By Alyssa Foster
Current ARAD student, A&H Staff Writer
Adjunct faculty member for The City University of New York, writer, curator, and alumna of Columbia University’s Department of Art History and Archaeology, Juliana Driever has joined the staff of TC this semester as the new Internship Coordinator for the Arts Administration (ARAD) program. Most departments at TC require their students to gain experience by teaching in schools throughout the city. In comparison, ARAD students are required to spend at least one semester working within an arts organization of their choosing. Whether pursuing a development position with a philharmonic society or a marketing job at a museum, Juliana’s role is to guide the ARAD students in finding educational internships that will mutually benefit both their needs and those of the organization. Juliana’s rich experience working in commercial and nonprofit art sectors since graduating from Columbia make her an ideal counsellor for aspiring arts administrators. Especially as she continues to curate exhibitions to extend her research and passion.
Last Fall Juliana curated the “About, With & For” exhibition at the Boston Center for the Arts (BCA).

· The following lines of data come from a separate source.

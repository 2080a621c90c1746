use anyhow::{bail, Context};

use super::Engine;
use crate::{evaluation, Color, MoveChain, Result, RulesEngine};

/// search depth used when none is configured
pub const DEFAULT_DEPTH: u32 = 1;

#[derive(Debug, Clone, Default, PartialEq, Eq)]
pub struct SearchStats {
    pub positions_checked: u64,
    pub leaf_evaluations: u64,
    pub cutoffs: u64,
    /// positions checked at every ply, the root is ply 0
    #[cfg(feature = "slow-stats")]
    pub nodes_per_ply: Vec<u64>,
}

#[derive(Debug, Clone, PartialEq, Eq)]
pub struct SearchResult {
    pub best_move: Option<MoveChain>,
    pub score: i32,
}

/// Plays with a fixed depth alpha-beta search.
pub struct MinimaxEngine {
    rules: RulesEngine,
    color: Color,
    depth: u32,
    result: Option<SearchResult>,
    stats: Option<SearchStats>,
}

impl Engine for MinimaxEngine {
    fn new_from_rules(rules: RulesEngine, color: Color) -> Self {
        MinimaxEngine {
            rules,
            color,
            depth: DEFAULT_DEPTH,
            result: None,
            stats: None,
        }
    }

    fn color(&self) -> Color {
        self.color
    }

    fn accept_move(&mut self, chain: &MoveChain) -> Result<()> {
        self.rules
            .apply_move_chain(chain)
            .with_context(|| format!("accept move {chain}"))?;
        self.result = None;
        Ok(())
    }

    fn search(&mut self) -> Result<()> {
        if self.rules.current_player() != self.color {
            bail!(
                "Can't search for {} while {} is to move",
                self.color,
                self.rules.current_player()
            );
        }

        let mut search = Search::new(self.color, self.depth);
        let result = search.search(&self.rules).context("minimax search")?;

        self.stats = Some(search.stats);
        self.result = Some(result);
        Ok(())
    }

    fn best_move(&self) -> Option<&MoveChain> {
        self.result.as_ref().and_then(|r| r.best_move.as_ref())
    }

    fn current_score(&self) -> i32 {
        self.result.as_ref().map_or(0, |r| r.score)
    }
}

impl MinimaxEngine {
    pub fn with_depth(mut self, depth: u32) -> Self {
        self.depth = depth;
        self
    }

    pub fn depth(&self) -> u32 {
        self.depth
    }

    pub fn rules(&self) -> &RulesEngine {
        &self.rules
    }

    /// statistics of the last search
    pub fn stats(&self) -> Option<&SearchStats> {
        self.stats.as_ref()
    }

    pub fn search_to_depth(&mut self, depth: u32) -> Result<(Option<MoveChain>, i32)> {
        self.depth = depth;
        self.search()?;
        Ok((self.best_move().cloned(), self.current_score()))
    }
}

/// Searches `depth_limit` plies past the first move of the side to move and
/// returns the move with the best score for that side.
pub fn search_to_depth(rules: &RulesEngine, depth_limit: u32) -> Result<SearchResult> {
    Search::new(rules.current_player(), depth_limit).search(rules)
}

/// Picks the move chain for the side to move, `None` if it has no legal move.
pub fn select_move(rules: &RulesEngine, depth_limit: u32) -> Result<Option<MoveChain>> {
    Ok(search_to_depth(rules, depth_limit)?.best_move)
}

/// Alpha-beta search. Every node is scored from the computer's point of view,
/// max nodes are the computer's turns and min nodes the opponent's.
struct Search {
    computer: Color,
    depth_limit: u32,
    stats: SearchStats,
}

impl Search {
    fn new(computer: Color, depth_limit: u32) -> Self {
        Search {
            computer,
            depth_limit,
            stats: SearchStats::default(),
        }
    }

    fn search(&mut self, rules: &RulesEngine) -> Result<SearchResult> {
        self.count_node(0);
        let moves = rules.find_all_legal_moves();
        if moves.is_empty() {
            return Ok(SearchResult {
                best_move: None,
                score: self.evaluate(rules),
            });
        }

        let mut best_score = i32::MIN;
        let mut best_move = None;
        for chain in moves {
            let next = Self::successor(rules, &chain)?;
            let score = self.min_node(&next, 1, best_score, i32::MAX)?;
            if score > best_score {
                trace_search!("Max value : {score} at depth : 0 for {chain}");
                best_score = score;
                best_move = Some(chain);
            }
        }

        trace_search!("Move value selected : {best_score} at depth : 0");
        Ok(SearchResult {
            best_move,
            score: best_score,
        })
    }

    fn successor(rules: &RulesEngine, chain: &MoveChain) -> Result<RulesEngine> {
        let mut next = rules.clone();
        next.apply_move_chain(chain)
            .with_context(|| format!("generated move {chain} is not valid"))?;
        Ok(next)
    }

    /// The moves to search from this node or `None` if it is a leaf, because
    /// the depth limit is reached or the game is over.
    fn expand(&mut self, rules: &RulesEngine, ply: u32) -> Option<Vec<MoveChain>> {
        self.count_node(ply);
        if ply > self.depth_limit {
            return None;
        }
        if Color::ALL_COLORS
            .iter()
            .any(|&color| rules.piece_count(color) == 0)
        {
            return None;
        }
        let moves = rules.find_all_legal_moves();
        if moves.is_empty() {
            None
        } else {
            Some(moves)
        }
    }

    fn evaluate(&mut self, rules: &RulesEngine) -> i32 {
        self.stats.leaf_evaluations += 1;
        evaluation::strength(rules.board(), self.computer)
    }

    fn max_node(&mut self, rules: &RulesEngine, ply: u32, mut alpha: i32, beta: i32) -> Result<i32> {
        let Some(moves) = self.expand(rules, ply) else {
            return Ok(self.evaluate(rules));
        };
        trace_search!("Max node at depth : {ply} with alpha : {alpha} beta : {beta}");

        for chain in &moves {
            let next = Self::successor(rules, chain)?;
            let value = self.min_node(&next, ply + 1, alpha, beta)?;

            if value > alpha {
                alpha = value;
                trace_search!("Max value : {value} at depth : {ply}");
            }
            if alpha > beta {
                self.stats.cutoffs += 1;
                trace_search!("Max value with pruning : {beta} at depth : {ply}");
                return Ok(beta);
            }
        }

        trace_search!("Max value selected : {alpha} at depth : {ply}");
        Ok(alpha)
    }

    fn min_node(&mut self, rules: &RulesEngine, ply: u32, alpha: i32, mut beta: i32) -> Result<i32> {
        let Some(moves) = self.expand(rules, ply) else {
            return Ok(self.evaluate(rules));
        };
        trace_search!("Min node at depth : {ply} with alpha : {alpha} beta : {beta}");

        for chain in &moves {
            let next = Self::successor(rules, chain)?;
            let value = self.max_node(&next, ply + 1, alpha, beta)?;

            if value < beta {
                beta = value;
                trace_search!("Min value : {value} at depth : {ply}");
            }
            if beta < alpha {
                self.stats.cutoffs += 1;
                trace_search!("Min value with pruning : {alpha} at depth : {ply}");
                return Ok(alpha);
            }
        }

        trace_search!("Min value selected : {beta} at depth : {ply}");
        Ok(beta)
    }

    #[inline]
    fn count_node(&mut self, _ply: u32) {
        self.stats.positions_checked += 1;

        #[cfg(feature = "slow-stats")]
        {
            let ply = _ply as usize;
            if self.stats.nodes_per_ply.len() <= ply {
                self.stats.nodes_per_ply.resize(ply + 1, 0);
            }
            self.stats.nodes_per_ply[ply] += 1;
        }
    }
}

#[cfg(test)]
mod test {
    use super::{search_to_depth, select_move, MinimaxEngine};
    use crate::{
        engine::Engine, evaluation::strength, Board, Color, Move, MoveChain, Piece, RulesEngine,
    };
    use rand::{rngs::StdRng, seq::SliceRandom, SeedableRng};

    /// plain minimax without any pruning
    fn minimax(rules: &RulesEngine, computer: Color, ply: u32, depth: u32, maximize: bool) -> i32 {
        if ply > depth || rules.is_game_over() {
            return strength(rules.board(), computer);
        }
        let values = rules.find_all_legal_moves().into_iter().map(|chain| {
            let mut next = rules.clone();
            next.apply_move_chain(&chain).unwrap();
            minimax(&next, computer, ply + 1, depth, !maximize)
        });
        if maximize {
            values.max().unwrap()
        } else {
            values.min().unwrap()
        }
    }

    fn full_search(rules: &RulesEngine, depth: u32) -> (Option<MoveChain>, i32) {
        let computer = rules.current_player();
        let mut best = (None, i32::MIN);
        for chain in rules.find_all_legal_moves() {
            let mut next = rules.clone();
            next.apply_move_chain(&chain).unwrap();
            let value = minimax(&next, computer, 1, depth, false);
            if value > best.1 {
                best = (Some(chain), value);
            }
        }
        best
    }

    fn assert_same_as_full_search(rules: &RulesEngine, depth: u32) {
        let result = search_to_depth(rules, depth).unwrap();
        let (best_move, score) = full_search(rules, depth);
        assert_eq!(result.score, score, "score at depth {depth}");
        assert_eq!(result.best_move, best_move, "move at depth {depth}");
    }

    #[test]
    fn pruning_keeps_the_minimax_value_at_the_start() {
        let rules = RulesEngine::new();
        for depth in 0..=3 {
            assert_same_as_full_search(&rules, depth);
        }
    }

    #[test]
    fn pruning_keeps_the_minimax_value_in_random_positions() {
        let mut rng = StdRng::seed_from_u64(123456789);
        for _ in 0..8 {
            let mut rules = RulesEngine::new();
            for _ in 0..12 {
                let moves = rules.find_all_legal_moves();
                let Some(chain) = moves.choose(&mut rng) else {
                    break;
                };
                rules.apply_move_chain(chain).unwrap();
            }
            for depth in 0..=2 {
                assert_same_as_full_search(&rules, depth);
            }
        }
    }

    #[test]
    fn pruning_skips_positions() {
        let rules = RulesEngine::new();
        let mut engine = MinimaxEngine::new_from_rules(rules.clone(), Color::Black).with_depth(3);
        engine.search().unwrap();
        let stats = engine.stats().unwrap();

        let full_tree: u64 = (0..=4).map(|depth| rules.perft(depth)).sum();
        assert!(stats.cutoffs > 0);
        assert!(stats.leaf_evaluations < stats.positions_checked);
        assert!(stats.positions_checked < full_tree);
    }

    fn double_capture_position() -> RulesEngine {
        let board = Board::from_pieces(&[
            (9, Piece::BLACK_MAN),
            (13, Piece::WHITE_MAN),
            (14, Piece::WHITE_MAN),
            (22, Piece::WHITE_MAN),
        ])
        .unwrap();
        RulesEngine::from_board(board, Color::Black)
    }

    #[test]
    fn prefers_the_longer_capture() {
        let rules = double_capture_position();
        let expected = MoveChain::from_moves(vec![Move::new(9, 18), Move::new(18, 25)]);
        assert_eq!(select_move(&rules, 0).unwrap(), expected);
        assert_eq!(select_move(&rules, 1).unwrap(), expected);
        assert_eq!(search_to_depth(&rules, 0).unwrap().score, 11);
        assert_eq!(search_to_depth(&rules, 1).unwrap().score, 6);
    }

    #[test]
    fn no_move_without_legal_moves() {
        let board = Board::from_pieces(&[
            (24, Piece::BLACK_MAN),
            (28, Piece::WHITE_MAN),
            (29, Piece::WHITE_MAN),
        ])
        .unwrap();
        let rules = RulesEngine::from_board(board, Color::Black);
        assert_eq!(select_move(&rules, 2).unwrap(), None);
    }

    #[test]
    fn engine_plays_legal_moves() {
        let mut black = MinimaxEngine::new_from_rules(RulesEngine::new(), Color::Black);
        assert_eq!(black.depth(), super::DEFAULT_DEPTH);
        assert!(black.best_move().is_none());

        black.search().unwrap();
        let chain = black.best_move().cloned().unwrap();
        assert!(black.rules().is_legal_turn(&chain));

        black.accept_move(&chain).unwrap();
        assert!(black.best_move().is_none());
        assert_eq!(black.rules().current_player(), Color::White);
        assert!(black.search().is_err());
    }

    #[test]
    fn search_to_depth_reports_score() {
        let mut engine =
            MinimaxEngine::new_from_rules(double_capture_position(), Color::Black);
        let (best_move, score) = engine.search_to_depth(0).unwrap();
        assert_eq!(best_move.map(|c| c.end()), Some(25));
        assert_eq!(score, 11);
        assert_eq!(engine.current_score(), 11);
    }
}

The exhibition held in the Mills Gallery was a highly inclusive event for the artists and visitors, and focused on the theme of social engagement by featuring participatory art: art with a practical, sometimes utilitarian purpose. Much more than a standard gallery viewing, the exhibition was accompanied by a series of performances that included the contributions of musicians, visual artists, puppeteers, builders and fixers.
This Mills Gallery exhibition tried Howard Becker’s theories on separating art from craft, while inciting a reversal of Boston’s cultural progression as outlined by Paul DiMaggio. But these tenets of arts administration were indirectly challenged to the betterment of Boston’s once highly elite Brahmin society. Juliana emphasizes that she looks beyond binaries such as the insider/outsider, or high/low-brow art, to design exhibitions that are expansive. “It’s true,” she states, “that some of the works in the exhibition might not fit the traditional ways of thinking about high-toned ‘art,’ though common everyday objects and imagery have been making their way into canonical, western art history for decades.” While not intended to challenge the community’s ideas about what should or even does constitute art, undertones alluding to the current elasticity of how art is defined echo throughout the gallery.

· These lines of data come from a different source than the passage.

use checkers::{
    engine::{minimax::MinimaxEngine, random::RandomEngine, Engine},
    rules::HopKind,
    Color, GameStatus, Piece, RulesEngine,
};
use rand::{rngs::StdRng, seq::SliceRandom, SeedableRng};

const MAX_TURNS: usize = 200;

fn check_invariants(rules: &RulesEngine) {
    let board = rules.board();
    for color in Color::ALL_COLORS {
        let counted = board.pieces(color).count();
        assert_eq!(rules.piece_count(color) as usize, counted, "{color}\n{board}");
    }

    // men are crowned as soon as they reach the last row
    for (pos, piece) in board.occupied() {
        if piece == Piece::WHITE_MAN {
            assert!(pos >= 4, "white man on {pos}\n{board}");
        }
        if piece == Piece::BLACK_MAN {
            assert!(pos <= 27, "black man on {pos}\n{board}");
        }
    }

    let moves = rules.find_all_legal_moves();
    let no_pieces = Color::ALL_COLORS
        .iter()
        .any(|&color| rules.piece_count(color) == 0);
    assert_eq!(rules.is_game_over(), no_pieces || moves.is_empty());

    let captures = moves
        .iter()
        .filter(|chain| matches!(rules.classify_hop(chain[0].from, chain[0].to), Some(HopKind::Capture(_))))
        .count();
    assert!(captures == 0 || captures == moves.len(), "captures are mandatory\n{board}");
    assert_eq!(captures > 0, rules.can_current_player_attack());

    for chain in &moves {
        assert!(rules.is_valid_move(chain.start(), chain[0].to), "{chain}");
        let mut next = rules.clone();
        next.apply_move_chain(chain).unwrap();
        assert_eq!(next.current_player(), !rules.current_player());

        let before = rules.piece_count(!rules.current_player());
        let after = next.piece_count(!rules.current_player());
        if captures > 0 {
            assert_eq!(before - after, chain.len() as u8, "{chain}\n{board}");
        } else {
            assert_eq!(before, after);
        }
    }
}

fn play_random_game(seed: u64) -> RulesEngine {
    let mut rng = StdRng::seed_from_u64(seed);
    let mut rules = RulesEngine::new();
    for _ in 0..MAX_TURNS {
        check_invariants(&rules);
        let moves = rules.find_all_legal_moves();
        let Some(chain) = moves.choose(&mut rng) else {
            break;
        };
        rules.apply_move_chain(chain).unwrap();
    }
    rules
}

#[test]
fn random_games_keep_the_rules() {
    for seed in 0..20 {
        let rules = play_random_game(seed);
        if let GameStatus::GameOver { winner } = rules.status() {
            assert_eq!(rules.winner(), winner);
            assert!(rules.find_all_legal_moves().is_empty() || rules.piece_count(!winner) == 0);
        }
    }
}

#[test]
fn random_games_are_reproducible() {
    assert_eq!(play_random_game(42), play_random_game(42));
}

#[test]
fn minimax_against_random() {
    let rules = RulesEngine::new();
    let mut black = MinimaxEngine::new_from_rules(rules.clone(), Color::Black).with_depth(2);
    let mut white = RandomEngine::with_seed(rules.clone(), Color::White, 3);
    let mut rules = rules;

    for _ in 0..MAX_TURNS {
        if rules.is_game_over() {
            break;
        }
        let chain = if rules.current_player() == Color::Black {
            black.search().unwrap();
            black.best_move().cloned()
        } else {
            white.search().unwrap();
            white.best_move().cloned()
        }
        .unwrap();

        assert!(rules.is_legal_turn(&chain), "{chain}");
        rules.apply_move_chain(&chain).unwrap();
        black.accept_move(&chain).unwrap();
        white.accept_move(&chain).unwrap();
        assert_eq!(black.rules(), &rules);
    }
}
//! Geometry of the 32 playable squares.
//!
//! Square indices run row by row from the top of the board. Row 0 is black's
//! home row, row 7 white's. On even rows the playable squares are the odd
//! columns, on odd rows the even columns.

use crate::Color;
use lazy_static::lazy_static;

pub const SQUARE_COUNT: usize = 32;

lazy_static! {
    /// For every square and direction the squares reached by sliding towards
    /// the edge of the board, nearest first.
    static ref RAYS: Vec<[Vec<u8>; 4]> = (0..SQUARE_COUNT as u8)
        .map(|idx| Direction::ALL.map(|dir| compute_ray(idx, dir)))
        .collect();
}

#[inline]
pub const fn index_to_row(index: u8) -> i8 {
    (index / 4) as i8
}

#[inline]
pub const fn index_to_col(index: u8) -> i8 {
    let offset = if (index / 4) % 2 == 0 { 1 } else { 0 };
    ((index % 4) * 2 + offset) as i8
}

/// Inverse of [index_to_col] and [index_to_row]. The result is only
/// meaningful for a playable square, see [square_at] for a checked version.
#[inline]
pub const fn col_row_to_index(col: i8, row: i8) -> u8 {
    if row % 2 == 0 {
        (row * 4 + (col - 1) / 2) as u8
    } else {
        (row * 4 + col / 2) as u8
    }
}

/// The square at `col`/`row` or `None` if that is off the board or not playable.
pub fn square_at(col: i8, row: i8) -> Option<u8> {
    if !(0..8).contains(&col) || !(0..8).contains(&row) || (col + row) % 2 == 0 {
        return None;
    }
    Some(col_row_to_index(col, row))
}

/// One of the four diagonals. "Up" is towards row 0.
#[derive(Debug, Clone, Copy, PartialEq, Eq, Hash)]
pub enum Direction {
    DownRight = 0,
    UpLeft = 1,
    UpRight = 2,
    DownLeft = 3,
}

impl Direction {
    /// order in which kings search the diagonals
    pub const ALL: [Direction; 4] = [
        Direction::DownRight,
        Direction::UpLeft,
        Direction::UpRight,
        Direction::DownLeft,
    ];

    /// column and row delta of a single step
    #[inline]
    pub const fn delta(self) -> (i8, i8) {
        match self {
            Direction::DownRight => (1, 1),
            Direction::UpLeft => (-1, -1),
            Direction::UpRight => (1, -1),
            Direction::DownLeft => (-1, 1),
        }
    }

    #[inline]
    pub const fn reverse(self) -> Direction {
        match self {
            Direction::DownRight => Direction::UpLeft,
            Direction::UpLeft => Direction::DownRight,
            Direction::UpRight => Direction::DownLeft,
            Direction::DownLeft => Direction::UpRight,
        }
    }

    /// Direction from the signs of a column and row delta.
    pub fn from_delta(col: i8, row: i8) -> Option<Direction> {
        match (col.signum(), row.signum()) {
            (1, 1) => Some(Direction::DownRight),
            (-1, -1) => Some(Direction::UpLeft),
            (1, -1) => Some(Direction::UpRight),
            (-1, 1) => Some(Direction::DownLeft),
            _ => None,
        }
    }

    /// the two directions a man of `color` moves in, right before left
    #[inline]
    pub const fn forward(color: Color) -> [Direction; 2] {
        match color {
            Color::White => [Direction::UpRight, Direction::UpLeft],
            Color::Black => [Direction::DownRight, Direction::DownLeft],
        }
    }

    #[inline]
    pub const fn is_forward(self, color: Color) -> bool {
        self.delta().1 == color.forward()
    }
}

fn compute_ray(from: u8, dir: Direction) -> Vec<u8> {
    let (col_off, row_off) = dir.delta();
    let mut col = index_to_col(from);
    let mut row = index_to_row(from);
    let mut ray = Vec::with_capacity(7);
    loop {
        col += col_off;
        row += row_off;
        match square_at(col, row) {
            Some(idx) => ray.push(idx),
            None => break,
        }
    }
    ray
}

/// Squares from `from` (exclusive) to the edge of the board along `dir`.
#[inline]
pub fn ray(from: u8, dir: Direction) -> &'static [u8] {
    &RAYS[from as usize][dir as usize]
}

#[inline]
pub fn step(from: u8, dir: Direction) -> Option<u8> {
    ray(from, dir).first().copied()
}

/// Direction and number of steps from `from` to `to`, if both share a diagonal.
pub fn diagonal_between(from: u8, to: u8) -> Option<(Direction, usize)> {
    let col_off = index_to_col(to) - index_to_col(from);
    let row_off = index_to_row(to) - index_to_row(from);
    if col_off == 0 || col_off.abs() != row_off.abs() {
        return None;
    }
    let dir = Direction::from_delta(col_off, row_off)?;
    Some((dir, col_off.unsigned_abs() as usize))
}

#[cfg(test)]
mod test {
    use super::*;

    #[test]
    fn coordinate_round_trip() {
        for idx in 0..SQUARE_COUNT as u8 {
            let col = index_to_col(idx);
            let row = index_to_row(idx);
            assert!((0..8).contains(&col) && (0..8).contains(&row));
            assert_eq!((col + row) % 2, 1, "square {idx} must be a dark square");
            assert_eq!(col_row_to_index(col, row), idx);
            assert_eq!(square_at(col, row), Some(idx));
        }
    }

    #[test]
    fn known_coordinates() {
        assert_eq!((index_to_col(0), index_to_row(0)), (1, 0));
        assert_eq!((index_to_col(3), index_to_row(3)), (7, 0));
        assert_eq!((index_to_col(4), index_to_row(4)), (0, 1));
        assert_eq!((index_to_col(13), index_to_row(13)), (2, 3));
        assert_eq!((index_to_col(31), index_to_row(31)), (6, 7));
    }

    #[test]
    fn light_and_outside_squares() {
        assert_eq!(square_at(0, 0), None);
        assert_eq!(square_at(8, 1), None);
        assert_eq!(square_at(-1, 2), None);
        assert_eq!(square_at(1, 8), None);
    }

    #[test]
    fn rays() {
        assert_eq!(ray(28, Direction::UpRight), &[24, 21, 17, 14, 10, 7, 3]);
        assert_eq!(ray(28, Direction::DownLeft), &[] as &[u8]);
        assert_eq!(ray(9, Direction::DownLeft), &[13, 16, 20]);
        assert_eq!(step(11, Direction::DownRight), None);
        assert_eq!(step(11, Direction::DownLeft), Some(15));
        for idx in 0..SQUARE_COUNT as u8 {
            for dir in Direction::ALL {
                for &other in ray(idx, dir) {
                    assert!(ray(other, dir.reverse()).contains(&idx));
                }
            }
        }
    }

    #[test]
    fn diagonals() {
        assert_eq!(diagonal_between(9, 16), Some((Direction::DownLeft, 2)));
        assert_eq!(diagonal_between(9, 13), Some((Direction::DownLeft, 1)));
        assert_eq!(diagonal_between(28, 3), Some((Direction::UpRight, 7)));
        assert_eq!(diagonal_between(9, 10), None);
        assert_eq!(diagonal_between(9, 9), None);
        assert_eq!(diagonal_between(0, 12), None);
    }

    #[test]
    fn forward_directions() {
        for dir in Direction::forward(Color::White) {
            assert!(dir.is_forward(Color::White));
            assert!(!dir.is_forward(Color::Black));
        }
        for dir in Direction::forward(Color::Black) {
            assert!(dir.is_forward(Color::Black));
        }
    }
}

When asked about her creative inspiration over the two years of preparation for the BCA’s “About, With & For”, Juliana mentions that “the process of designing the programming grew out of the works themselves.” Complementary events held over the course of the exhibition, such as “Fixing Sessions with the Fixers Collective,” and “Singing Pictures with Clare Dolan” were scheduled as a means to more fully bring components of the collaborative displays to life. Encouraging community participation and collective interaction, the exhibition was successful in nurturing artistic engagement in ways that many organizations strive for yet fall short of accomplishing. Juliana firmly believes that “the job of artists, curators, and any cultural producer is to hold a mirror up to the public their work engages.” She was very pleased that the exhibition succeeded in being a true reflection of the Boston community.
As an arts administrator, Juliana describes herself as hopping “from project to project,” which can prevent anyone from being “really engrained in the cultures of the organizations that you work with.” Some administrators aspire to bond with and dedicate themselves to the mission of a single organization, whether a start-up that exemplifies their vision or an established multi-disciplinary behemoth. But getting a taste of multiple artistic organizations can enrich the professional perspective of all administrators.
– More information about Juliana’s “About, With & For” exhibition can be found in the archives of the BCA.